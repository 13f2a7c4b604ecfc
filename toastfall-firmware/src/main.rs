//! Toastfall - Flying Toasters Firmware
//!
//! Main firmware binary for RP2040 boards with a 240x135 ST7789 panel.
//! Toasters flap across the screen from the top-right, toast tumbles
//! along with them, and anything about to collide swerves out of the way.

#![no_std]
#![no_main]

use defmt::*;
use embassy_executor::Spawner;
use embassy_rp::clocks::RoscRng;
use embassy_rp::gpio::{Level, Output};
use embassy_rp::spi::Spi;
use embassy_time::Delay;
use rand::rngs::SmallRng;
use rand::{RngCore, SeedableRng};
use static_cell::ConstStaticCell;
use {defmt_rtt as _, panic_probe as _};

use toastfall_assets::{SHEET_PIXELS, TOASTERS, TOASTER_FRAMES, TOAST_FRAMES};
use toastfall_core::{run, FrameBuffer, FrameRange, RunHooks, Scene, SceneConfig, TickSummary};
use toastfall_drivers::display::St7789;

mod board;

const SCREEN_PIXELS: usize = 240 * 135;

/// Creation order; later entries are drawn on top
const ROSTER: [FrameRange; 5] = [
    TOAST_FRAMES,
    TOASTER_FRAMES,
    TOAST_FRAMES,
    TOASTER_FRAMES,
    TOASTER_FRAMES,
];

/// Log a heartbeat every minute at the default 10 ms tick
const HEARTBEAT_FRAMES: u32 = 6000;

// Static cells for the frame buffer and decoded sheet (must live forever)
static FRAME: ConstStaticCell<[u16; SCREEN_PIXELS]> = ConstStaticCell::new([0; SCREEN_PIXELS]);
static SHEET: ConstStaticCell<[u16; SHEET_PIXELS]> = ConstStaticCell::new([0; SHEET_PIXELS]);

/// Run loop telemetry over RTT
///
/// Panics abort on target, so `shutdown` only logs for display errors;
/// panic-probe prints the panic message itself.
struct Telemetry;

impl RunHooks for Telemetry {
    fn frame_presented(&mut self, frame: u32, summary: &TickSummary) {
        if summary.evading > 0 {
            trace!("frame {}: {} sprite(s) evading", frame, summary.evading);
        }
        if frame % HEARTBEAT_FRAMES == 0 {
            debug!("frame {}: {}", frame, summary);
        }
    }

    fn shutdown(&mut self) {
        info!("done");
    }
}

/// Main entry point
#[embassy_executor::main]
async fn main(_spawner: Spawner) {
    info!("Toastfall firmware starting...");

    let p = embassy_rp::init(Default::default());
    info!("Peripherals initialized");

    // Waveshare Pico-LCD-1.14 on SPI1 (see board.rs)
    let spi = Spi::new_blocking_txonly(p.SPI1, p.PIN_10, p.PIN_11, board::display_spi_config());
    let dc = Output::new(p.PIN_8, Level::Low);
    let cs = Output::new(p.PIN_9, Level::High);
    let rst = Output::new(p.PIN_12, Level::High);
    let _backlight = Output::new(p.PIN_13, Level::High);

    let mut display = St7789::new(spi, dc, cs, rst, board::ORIENTATION, board::COLOR_ORDER);
    let mut delay = Delay;
    if let Err(e) = display.init(&mut delay) {
        error!("Display init failed: {:?}", Debug2Format(&e));
        park();
    }
    info!("Display initialized ({} MHz SPI)", board::SPI_FREQUENCY_HZ / 1_000_000);

    let sheet = match TOASTERS.decode_sheet(SHEET.take()) {
        Ok(sheet) => sheet,
        Err(e) => {
            error!("Sprite sheet decode failed: {}", e);
            park();
        }
    };
    info!("Decoded {} sprite frames", sheet.frame_count());

    let config = SceneConfig {
        screen: board::ORIENTATION.size(),
        ..SceneConfig::default()
    };

    let Some(framebuffer) = FrameBuffer::new(config.screen, FRAME.take()) else {
        error!("Frame buffer does not match a {}x{} screen", config.width(), config.height());
        park();
    };

    let mut rng = SmallRng::seed_from_u64(RoscRng.next_u64());

    let mut scene = match Scene::new(config, sheet, framebuffer, &ROSTER, &mut rng) {
        Ok(scene) => scene,
        Err(e) => {
            error!("Scene setup failed: {}", e);
            park();
        }
    };
    for sprite in scene.sprites() {
        debug!(
            "sprite {} at ({}, {})",
            sprite.id(),
            sprite.position().x,
            sprite.position().y
        );
    }
    info!("Scene ready, {} sprites", scene.sprites().len());

    match run(&mut scene, &mut display, &mut rng, &mut delay, Telemetry) {
        Ok(never) => match never {},
        Err(e) => error!("Display failed: {:?}", Debug2Format(&e)),
    }

    park();
}

/// Nothing left to do; sleep until reset
fn park() -> ! {
    loop {
        cortex_m::asm::wfi();
    }
}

Task to carry out
In the listing above, the lines from the one containing "#![no_main]" through the one containing "let cs = Output::new(p.PIN_9, Level::High);" must be set down exactly, with no other lines.

Exercise response
#![no_main]

use defmt::*;
use embassy_executor::Spawner;
use embassy_rp::clocks::RoscRng;
use embassy_rp::gpio::{Level, Output};
use embassy_rp::spi::Spi;
use embassy_time::Delay;
use rand::rngs::SmallRng;
use rand::{RngCore, SeedableRng};
use static_cell::ConstStaticCell;
use {defmt_rtt as _, panic_probe as _};

use toastfall_assets::{SHEET_PIXELS, TOASTERS, TOASTER_FRAMES, TOAST_FRAMES};
use toastfall_core::{run, FrameBuffer, FrameRange, RunHooks, Scene, SceneConfig, TickSummary};
use toastfall_drivers::display::St7789;

mod board;

const SCREEN_PIXELS: usize = 240 * 135;

/// Creation order; later entries are drawn on top
const ROSTER: [FrameRange; 5] = [
    TOAST_FRAMES,
    TOASTER_FRAMES,
    TOAST_FRAMES,
    TOASTER_FRAMES,
    TOASTER_FRAMES,
];

/// Log a heartbeat every minute at the default 10 ms tick
const HEARTBEAT_FRAMES: u32 = 6000;

// Static cells for the frame buffer and decoded sheet (must live forever)
static FRAME: ConstStaticCell<[u16; SCREEN_PIXELS]> = ConstStaticCell::new([0; SCREEN_PIXELS]);
static SHEET: ConstStaticCell<[u16; SHEET_PIXELS]> = ConstStaticCell::new([0; SHEET_PIXELS]);

/// Run loop telemetry over RTT
///
/// Panics abort on target, so `shutdown` only logs for display errors;
/// panic-probe prints the panic message itself.
struct Telemetry;

impl RunHooks for Telemetry {
    fn frame_presented(&mut self, frame: u32, summary: &TickSummary) {
        if summary.evading > 0 {
            trace!("frame {}: {} sprite(s) evading", frame, summary.evading);
        }
        if frame % HEARTBEAT_FRAMES == 0 {
            debug!("frame {}: {}", frame, summary);
        }
    }

    fn shutdown(&mut self) {
        info!("done");
    }
}

/// Main entry point
#[embassy_executor::main]
async fn main(_spawner: Spawner) {
    info!("Toastfall firmware starting...");

    let p = embassy_rp::init(Default::default());
    info!("Peripherals initialized");

    // Waveshare Pico-LCD-1.14 on SPI1 (see board.rs)
    let spi = Spi::new_blocking_txonly(p.SPI1, p.PIN_10, p.PIN_11, board::display_spi_config());
    let dc = Output::new(p.PIN_8, Level::Low);
    let cs = Output::new(p.PIN_9, Level::High);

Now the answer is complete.